Half a dozen teachers training at a space center were in disbelief Saturday morning after seeing reports that a space shuttle apparently exploded while returning to Earth.

The Kentucky teachers were in the middle of a space simulation at the Challenger Learning Center in Radcliff, when they heard that contact had been lost with the space shuttle, Columbia.

"I'm just astounded, it's completely shocked me," said Danny Allen, a science teacher at Cumberland County High School in Burkesville. "Nobody worries about the landing."

Columbia, which launched on Jan. 16, was scheduled to land in Cape Canaveral, Fla., at 9:16 a.m. Upon re-entry to Earth, the shuttle was at an altitude of about 203,000 feet over north-central Texas at 9 a.m. when NASA Mission Control lost contact and tracking data.

Video footage from broadcast news reports show that the shuttle, carrying seven crew members, apparently broke into pieces upon re-entry. Residents in the Texas area began finding debris from the shuttle shortly afterward.

The incident reminded many residents when the space shuttle -- Challenger -- exploded on Jan. 28, 1986. The seven crew members, including New Hampshire schoolteacher Christa McAuliffe, took off aboard the Challenger from Kennedy Space Center. Seventy-three seconds later, the shuttle disintegrated in the sky. All crew members were killed while millions watched on live television.

Later that year, family members of the fallen astronauts donated funds to build space-education centers throughout the country. The first Challenger Learning Center was built in Houston. Since then, three centers have been built in Kentucky.
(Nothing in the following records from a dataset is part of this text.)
/*
 * Copyright (c) 2021-2021 Thomas Kramer.
 *
 * This file is part of regrid
 * (a fork of https://codeberg.org/libreda/interp).
 *
 * This program is free software: you can redistribute it and/or modify
 * it under the terms of the GNU General Public License as published by
 * the Free Software Foundation, either version 3 of the License, or
 * (at your option) any later version.
 *
 * This program is distributed in the hope that it will be useful,
 * but WITHOUT ANY WARRANTY; without even the implied warranty of
 * MERCHANTABILITY or FITNESS FOR A PARTICULAR PURPOSE.  See the
 * GNU General Public License for more details.
 *
 * You should have received a copy of the GNU General Public License
 * along with this program. If not, see <http://www.gnu.org/licenses/>.
 */


//! `regrid`: resample a delimited table onto a fixed-step grid.
//!
//! Settings come from an optional INI file and are overridden by command line
//! options. One output file is written per interpolation method, plus a report.

use std::fs;
use std::path::PathBuf;

use anyhow::{bail, Context, Result};
use clap::Parser;
use tracing::level_filters::LevelFilter;
use tracing::{info, warn};
use tracing_subscriber::{fmt, prelude::*};

use regrid::config::{parse_delimiter, parse_method_list, Settings};
use regrid::io::{read_table, write_report, write_results, Report};
use regrid::method::Method;
use regrid::resampler::Resampler;

/// Resample the dependent columns of a CSV file onto a regular grid of the
/// independent column, with one output file per interpolation method.
#[derive(Parser, Debug)]
#[command(name = "regrid", version, about, long_about = None)]
struct Args {
    /// Input table (overrides `input` from the settings file)
    input: Option<PathBuf>,
    /// INI settings file
    #[arg(short, long)]
    config: Option<PathBuf>,
    /// Output folder (default: folder of the input)
    #[arg(short, long)]
    output_dir: Option<PathBuf>,
    /// Name of the independent column
    #[arg(short = 'x', long)]
    index_column: Option<String>,
    /// Grid step of the independent column
    #[arg(short, long)]
    step: Option<f64>,
    /// Methods, comma separated (default: all)
    #[arg(short, long)]
    methods: Option<String>,
    /// Degree of the least-squares polynomial (default: through all points)
    #[arg(long)]
    polynomial_degree: Option<usize>,
    /// Spline degree, 1 to 5
    #[arg(long)]
    spline_degree: Option<usize>,
    /// Offset added before taking logarithms
    #[arg(long)]
    log_epsilon: Option<f64>,
    /// Encoding of the input file, e.g. utf-8, gbk, latin1
    #[arg(short, long)]
    encoding: Option<String>,
    /// Field delimiter, a single character or `tab`
    #[arg(short, long)]
    delimiter: Option<String>,
    /// Decimals of the independent column
    #[arg(long)]
    index_precision: Option<u32>,
    /// Decimals of the dependent columns
    #[arg(long)]
    value_precision: Option<u32>,
    /// Abort on unknown method names
    #[arg(long)]
    strict: bool,
    /// Run methods and columns in parallel
    #[arg(long)]
    parallel: bool,
    /// Worker threads for --parallel (default: one per core)
    #[arg(short, long)]
    jobs: Option<usize>,
    /// Do not write a byte order mark in front of the output files
    #[arg(long)]
    no_bom: bool,
    /// Print the available methods and exit
    #[arg(long)]
    list_methods: bool,
    /// Log level (trace, debug, info, warn, error)
    #[arg(long, default_value = "info")]
    log_level: String,
}

fn init_logging(level: &str) -> Result<()> {
    let filter = match level.to_lowercase().as_str() {
        "trace" => LevelFilter::TRACE,
        "debug" => LevelFilter::DEBUG,
        "info" => LevelFilter::INFO,
        "warn" => LevelFilter::WARN,
        "error" => LevelFilter::ERROR,
        other => bail!("unknown log level `{}`", other),
    };
    tracing_subscriber::registry()
        .with(filter)
        .with(fmt::layer()
            .without_time()
            .with_target(false)
            .with_thread_names(false))
        .try_init()?;
    Ok(())
}

fn apply_overrides(settings: &mut Settings, args: &Args) -> Result<()> {
    if let Some(input) = &args.input {
        settings.input = Some(input.clone());
    }
    if let Some(dir) = &args.output_dir {
        settings.output_dir = Some(dir.clone());
    }
    if let Some(col) = &args.index_column {
        settings.index_column = Some(col.clone());
    }
    if let Some(step) = args.step {
        settings.step = step;
    }
    if let Some(methods) = &args.methods {
        settings.methods = parse_method_list(methods);
    }
    if args.polynomial_degree.is_some() {
        settings.polynomial_degree = args.polynomial_degree;
    }
    if let Some(k) = args.spline_degree {
        settings.spline_degree = k;
    }
    if args.log_epsilon.is_some() {
        settings.log_epsilon = args.log_epsilon;
    }
    if let Some(enc) = &args.encoding {
        settings.encoding = enc.clone();
    }
    if let Some(d) = &args.delimiter {
        settings.delimiter = match parse_delimiter(d) {
            Some(b) => b,
            None => bail!("invalid delimiter `{}`", d),
        };
    }
    if args.index_precision.is_some() {
        settings.index_precision = args.index_precision;
    }
    if args.value_precision.is_some() {
        settings.value_precision = args.value_precision;
    }
    settings.strict |= args.strict;
    settings.parallel |= args.parallel || args.jobs.is_some();
    if args.no_bom {
        settings.write_bom = false;
    }
    Ok(())
}

fn main() -> Result<()> {
    let args = Args::parse();
    init_logging(&args.log_level)?;

    if args.list_methods {
        for m in Method::ALL.iter() {
            println!("{:<18} {}", m.name(), m.label());
        }
        return Ok(());
    }

    let mut settings = match &args.config {
        Some(path) => Settings::load(path)
            .with_context(|| format!("failed to load settings from {}", path.display()))?,
        None => Settings::default(),
    };
    apply_overrides(&mut settings, &args)?;
    settings.validate().context("invalid settings")?;

    if let Some(jobs) = args.jobs {
        rayon::ThreadPoolBuilder::new()
            .num_threads(jobs)
            .build_global()
            .context("failed to start worker threads")?;
    }

    let input = settings.input.clone().unwrap_or_default();
    let table = read_table(&input, &settings.read_options())
        .with_context(|| format!("failed to read {}", input.display()))?;

    let output = Resampler::new(settings.resample_config())
        .run(&table)
        .context("resampling failed")?;

    let output_dir = settings.output_dir();
    fs::create_dir_all(&output_dir)
        .with_context(|| format!("failed to create {}", output_dir.display()))?;

    let stem = input
        .file_stem()
        .map(|s| s.to_string_lossy().into_owned())
        .unwrap_or_else(|| "table".to_string());
    let written = write_results(&output, &output_dir, &stem, &settings.write_options());

    let report = Report {
        input: &input,
        output_dir: &output_dir,
        index_column: table.index_name(),
        step: settings.step,
        index_precision: settings.index_precision,
        value_precision: settings.value_precision,
        output: &output,
        written: &written,
    };
    if let Err(e) = write_report(&report, &output_dir, &stem) {
        warn!("could not write report: {}", e);
    }

    let failed = written.iter().filter(|w| w.result.is_err()).count();
    if failed == written.len() {
        bail!("no output file could be written");
    }
    info!(
        "done: {} of {} file(s) written, {} fallback(s), {} skipped method(s)",
        written.len() - failed,
        written.len(),
        output.fallbacks().count(),
        output.skipped.len()
    );
    Ok(())
}

#[test]
fn test_command_line_overrides_settings_file() {
    let mut settings = Settings::from_ini_str(
        "input = a.csv\n\
         index_column = t\n\
         step = 2\n\
         methods = spline\n\
         encoding = gbk\n\
         value_precision = 3\n",
    )
    .unwrap();
    let args = Args::parse_from([
        "regrid", "b.csv", "-s", "0.5", "-m", "linear,nearest", "-d", ";",
        "--index-precision", "1", "--log-epsilon", "0.001", "--no-bom", "--strict",
    ]);
    apply_overrides(&mut settings, &args).unwrap();

    assert_eq!(settings.input, Some(PathBuf::from("b.csv")));
    assert_eq!(settings.step, 0.5);
    assert_eq!(settings.methods, vec!["linear", "nearest"]);
    assert_eq!(settings.delimiter, b';');
    assert_eq!(settings.index_precision, Some(1));
    assert_eq!(settings.log_epsilon, Some(0.001));
    assert!(!settings.write_bom);
    assert!(settings.strict);
    // Untouched keys keep the file's values.
    assert_eq!(settings.index_column.as_deref(), Some("t"));
    assert_eq!(settings.encoding, "gbk");
    assert_eq!(settings.value_precision, Some(3));
    assert!(!settings.parallel);
}

#[test]
fn test_jobs_enables_parallel() {
    let mut settings = Settings::default();
    let args = Args::parse_from(["regrid", "-j", "2"]);
    apply_overrides(&mut settings, &args).unwrap();
    assert!(settings.parallel);
}

#[test]
fn test_invalid_delimiter_override() {
    let mut settings = Settings::default();
    let args = Args::parse_from(["regrid", "--delimiter", ";;"]);
    assert!(apply_overrides(&mut settings, &args).is_err());
}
Cyndi Murray, is a senior flight director at the Challenger Learning Center in Radcliff, Ky. She said herself and six area teachers were conducting a flight simulation when they heard the news. The teachers were training prior to field trips planned with their students this year.

"My prayers are going out to the families of the Columbia astronauts," Murray said Saturday morning. "From working with the Challenger program, I've talked with families of the Challenger astronauts and have felt their pain. I feel for those families."
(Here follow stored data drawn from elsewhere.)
/*
 * Copyright (c) 2021-2021 Thomas Kramer.
 *
 * This file is part of regrid
 * (a fork of https://codeberg.org/libreda/interp).
 *
 * This program is free software: you can redistribute it and/or modify
 * it under the terms of the GNU General Public License as published by
 * the Free Software Foundation, either version 3 of the License, or
 * (at your option) any later version.
 *
 * This program is distributed in the hope that it will be useful,
 * but WITHOUT ANY WARRANTY; without even the implied warranty of
 * MERCHANTABILITY or FITNESS FOR A PARTICULAR PURPOSE.  See the
 * GNU General Public License for more details.
 *
 * You should have received a copy of the GNU General Public License
 * along with this program. If not, see <http://www.gnu.org/licenses/>.
 */


//! Resampling of tabulated one dimensional curves onto a fixed-step grid.
//!
//! A [`Table`](table::Table) holds one independent column (time, water level, ...)
//! and any number of dependent columns. [`Resampler`](resampler::Resampler) builds
//! a regular grid over the independent column and produces one resampled table per
//! interpolation [`Method`](method::Method). Samples that already lie on the grid
//! are copied verbatim, everything else is interpolated.
//!
//! # Example
//! ```
//! use regrid::prelude::*;
//!
//! let table = Table::new("t", vec![0.0, 3.0, 6.0, 9.0])
//!     .with_column("Q", vec![10.0, 40.0, 30.0, 5.0])
//!     .unwrap();
//!
//! let config = ResampleConfig::new(1.0)
//!     .with_methods(["linear"])
//!     .with_precision(0, 1);
//! let output = Resampler::new(config).run(&table).unwrap();
//!
//! let linear = output.get(Method::Linear).unwrap();
//! assert_eq!(linear.table.index(), &[0.0, 1.0, 2.0, 3.0, 4.0, 5.0, 6.0, 7.0, 8.0, 9.0]);
//! assert_eq!(linear.table.column("Q").unwrap()[1], 20.0);
//! ```

#![deny(missing_docs)]

use std::cmp::Ordering;

pub mod config;
pub mod error;
pub mod grid;
pub mod interp1d;
pub mod io;
pub mod merge;
pub mod method;
pub mod precision;
pub mod resampler;
mod solve;
pub mod table;

/// Commonly used types.
pub mod prelude {
    pub use crate::error::{ConfigurationError, Error, MethodNotApplicable, UnsupportedMethod};
    pub use crate::method::{Fallback, Method, MethodOptions};
    pub use crate::resampler::{MethodResult, ResampleConfig, ResampleOutput, Resampler};
    pub use crate::table::Table;
}

/// Absolute and relative tolerance under which two abscissae are the same point.
pub const POINT_TOLERANCE: f64 = 1e-12;

/// Tolerance comparison `|a - b| <= atol + rtol * |b|` with both tolerances set to
/// [`POINT_TOLERANCE`].
#[inline]
pub(crate) fn is_close(a: f64, b: f64) -> bool {
    (a - b).abs() <= POINT_TOLERANCE + POINT_TOLERANCE * b.abs()
}

/// Find the indices of the segment of the sorted `v` used to evaluate at `x`.
///
/// Points left of `v[0]` map to the first segment and points right of the last
/// sample map to the last segment. `v` must hold at least two values.
pub(crate) fn find_closest_neighbours_indices<C>(v: &[C], x: C) -> (usize, usize)
    where C: PartialOrd {
    debug_assert!(v.len() >= 2);
    // Upper bound: first index with `v[i] > x`.
    let upper = v.partition_point(|a| !matches!(a.partial_cmp(&x), Some(Ordering::Greater)));

    let idx = upper.max(1) - 1;

    if idx >= v.len() - 1 {
        (v.len() - 2, v.len() - 1)
    } else {
        (idx, idx + 1)
    }
}

/// Stable sort of `(x, y)` pairs by `x`, returned as two vectors.
pub(crate) fn sorted_by_x(x: &[f64], y: &[f64]) -> (Vec<f64>, Vec<f64>) {
    let mut order: Vec<usize> = (0..x.len()).collect();
    order.sort_by(|&a, &b| x[a].partial_cmp(&x[b]).unwrap_or(Ordering::Equal));
    order.iter().map(|&i| (x[i], y[i])).unzip()
}

#[test]
fn test_find_closest_neighbours_indices() {
    let v = vec![0., 1., 2.];
    assert_eq!(find_closest_neighbours_indices(&v, -0.1), (0, 1));
    assert_eq!(find_closest_neighbours_indices(&v, 0.), (0, 1));
    assert_eq!(find_closest_neighbours_indices(&v, 0.01), (0, 1));
    assert_eq!(find_closest_neighbours_indices(&v, 0.99), (0, 1));
    assert_eq!(find_closest_neighbours_indices(&v, 1.0), (1, 2));
    assert_eq!(find_closest_neighbours_indices(&v, 1.99), (1, 2));
    assert_eq!(find_closest_neighbours_indices(&v, 2.99), (1, 2));
}

#[test]
fn test_find_closest_neighbours_with_duplicates() {
    // The last of a run of equal values starts the segment.
    let v = vec![0., 1., 1., 2.];
    assert_eq!(find_closest_neighbours_indices(&v, 1.0), (2, 3));
    assert_eq!(find_closest_neighbours_indices(&v, 0.5), (0, 1));
}

#[test]
fn test_is_close() {
    assert!(is_close(1.0, 1.0 + 1e-13));
    assert!(!is_close(1.0, 1.0 + 1e-9));
    assert!(is_close(0.0, 0.0));
}

#[test]
fn test_sorted_by_x_is_stable() {
    let (x, y) = sorted_by_x(&[2.0, 1.0, 1.0, 0.0], &[20.0, 10.0, 11.0, 0.0]);
    assert_eq!(x, vec![0.0, 1.0, 1.0, 2.0]);
    assert_eq!(y, vec![0.0, 10.0, 11.0, 20.0]);
}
Allen said Saturday's explosion would have an effect on the country.

"The Challenger shuttle brought more of a human touch to space travel. Not everyone has spent time with an astronaut, but everyone has had a teacher," Murray said. "That liftoff definitely brought it (space travel) closer to home."
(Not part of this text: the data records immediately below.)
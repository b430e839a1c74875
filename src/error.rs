/*
 * Copyright (c) 2021-2021 Thomas Kramer.
 *
 * This file is part of regrid
 * (a fork of https://codeberg.org/libreda/interp).
 *
 * This program is free software: you can redistribute it and/or modify
 * it under the terms of the GNU General Public License as published by
 * the Free Software Foundation, either version 3 of the License, or
 * (at your option) any later version.
 *
 * This program is distributed in the hope that it will be useful,
 * but WITHOUT ANY WARRANTY; without even the implied warranty of
 * MERCHANTABILITY or FITNESS FOR A PARTICULAR PURPOSE.  See the
 * GNU General Public License for more details.
 *
 * You should have received a copy of the GNU General Public License
 * along with this program. If not, see <http://www.gnu.org/licenses/>.
 */


//! Error types.
//!
//! Configuration problems are fatal and abort a run before any computation.
//! [`MethodNotApplicable`] never escapes a run: it is recovered by falling
//! back to linear interpolation and reported through
//! [`Fallback`](crate::method::Fallback) records instead.

use thiserror::Error;

/// Result alias used throughout the crate.
pub type Result<T, E = Error> = std::result::Result<T, E>;

/// Top level error of the library.
#[derive(Debug, Error)]
pub enum Error {
    /// Invalid settings or input shape.
    #[error(transparent)]
    Configuration(#[from] ConfigurationError),
    /// A requested method is not registered (strict mode only).
    #[error(transparent)]
    UnsupportedMethod(#[from] UnsupportedMethod),
    /// Reading or writing a file failed.
    #[error("I/O error on `{path}`: {source}")]
    Io {
        /// The file involved.
        path: String,
        /// Underlying error.
        #[source]
        source: std::io::Error,
    },
    /// The delimited file could not be parsed or written.
    #[error("CSV error: {0}")]
    Csv(#[from] csv::Error),
}

/// Fatal problems with the settings or the shape of the input table.
#[derive(Debug, Clone, PartialEq, Error)]
pub enum ConfigurationError {
    /// The grid step must be finite and strictly positive.
    #[error("step must be a positive finite number, got {0}")]
    InvalidStep(f64),
    /// The independent variable range is empty or not finite.
    #[error("invalid grid range [{min}, {max}]")]
    InvalidRange {
        /// Lower bound.
        min: f64,
        /// Upper bound.
        max: f64,
    },
    /// The grid would contain more points than [`MAX_GRID_POINTS`](crate::grid::MAX_GRID_POINTS).
    #[error("grid would have {0} points, which exceeds the limit")]
    GridTooLarge(usize),
    /// The independent column was not found in the header.
    #[error("independent column `{name}` not found, available columns: {available:?}")]
    MissingColumn {
        /// Requested column name.
        name: String,
        /// Column names present in the table.
        available: Vec<String>,
    },
    /// The table has no dependent columns next to the independent one.
    #[error("no dependent columns found")]
    NoDependentColumns,
    /// Two columns share a name.
    #[error("duplicate column `{0}`")]
    DuplicateColumn(String),
    /// A column does not have as many rows as the independent column.
    #[error("column `{name}` has {len} rows, expected {expected}")]
    RaggedColumn {
        /// Column name.
        name: String,
        /// Actual number of rows.
        len: usize,
        /// Number of rows of the independent column.
        expected: usize,
    },
    /// The independent column has no finite values.
    #[error("independent column `{0}` has no finite values")]
    EmptyIndex(String),
    /// The configured encoding label is not known.
    #[error("unknown encoding `{0}`")]
    UnknownEncoding(String),
    /// The input bytes are not valid in the configured encoding.
    #[error("input is not valid {0}")]
    Undecodable(String),
    /// A cell could not be parsed as a number.
    #[error("cannot parse `{value}` in column `{column}`, row {row}")]
    InvalidCell {
        /// Column name.
        column: String,
        /// 1-based data row.
        row: usize,
        /// Raw cell content.
        value: String,
    },
    /// Decimal precision outside `0..=MAX_PRECISION`.
    #[error("precision {0} is out of range 0..={max}", max = crate::precision::MAX_PRECISION)]
    InvalidPrecision(u32),
    /// Unsupported spline degree.
    #[error("spline degree {0} is out of range 1..=5")]
    InvalidSplineDegree(usize),
    /// No usable interpolation method remains after filtering the request.
    #[error("no interpolation method to run")]
    NoMethods,
    /// A settings value could not be parsed.
    #[error("invalid value `{value}` for setting `{key}`")]
    InvalidSetting {
        /// Settings key.
        key: String,
        /// Raw value.
        value: String,
    },
    /// A required setting is absent.
    #[error("missing setting `{0}`")]
    MissingSetting(String),
}

/// A requested method name is not in the registry.
#[derive(Debug, Clone, PartialEq, Eq, Error)]
#[error("unsupported interpolation method `{0}`")]
pub struct UnsupportedMethod(pub String);

/// A method cannot produce a valid result for one column.
#[derive(Debug, Clone, PartialEq, Error)]
pub enum MethodNotApplicable {
    /// The method needs more known points than the column has.
    #[error("needs at least {required} points, got {got}")]
    TooFewPoints {
        /// Minimum number of points.
        required: usize,
        /// Number of points available.
        got: usize,
    },
    /// Two known points share the same x value.
    #[error("duplicate x value {0}")]
    DuplicateNodes(f64),
    /// Logarithmic interpolation was given a value whose logarithm is undefined.
    #[error("non-positive value {0} in log space")]
    NonPositive(f64),
    /// The linear system behind the method is singular.
    #[error("singular system")]
    Singular,
    /// Evaluation produced NaN or infinity.
    #[error("non-finite result at x = {0}")]
    NonFinite(f64),
}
In eastern Kentucky, a former NASA employee was watching television at his home when he saw the footage of the exploding shuttle.

"This is beyond anything that I would have dreamed of," said Douglas Thorpe, 29 of Irvine. Thorpe formerly worked as a mechanical engineer for NASA. "An explosion during a landing? It's beyond me. It's almost unheard of. The most hazardous time is during takeoff, not the landing."

Thorpe first applied for an electrical engineering position with NASA in 1986.

"I interviewed for my first job with NASA on Jan. 28, 1986, the day the Challenger exploded. I didn't get the job, but that was about the last thing on my mind," he said.

Thorpe was hired 18 months later as a mechanical engineer.

"I was looking at the date on my watch this morning, Feb. 1, that's just too close to Jan. 28," he said.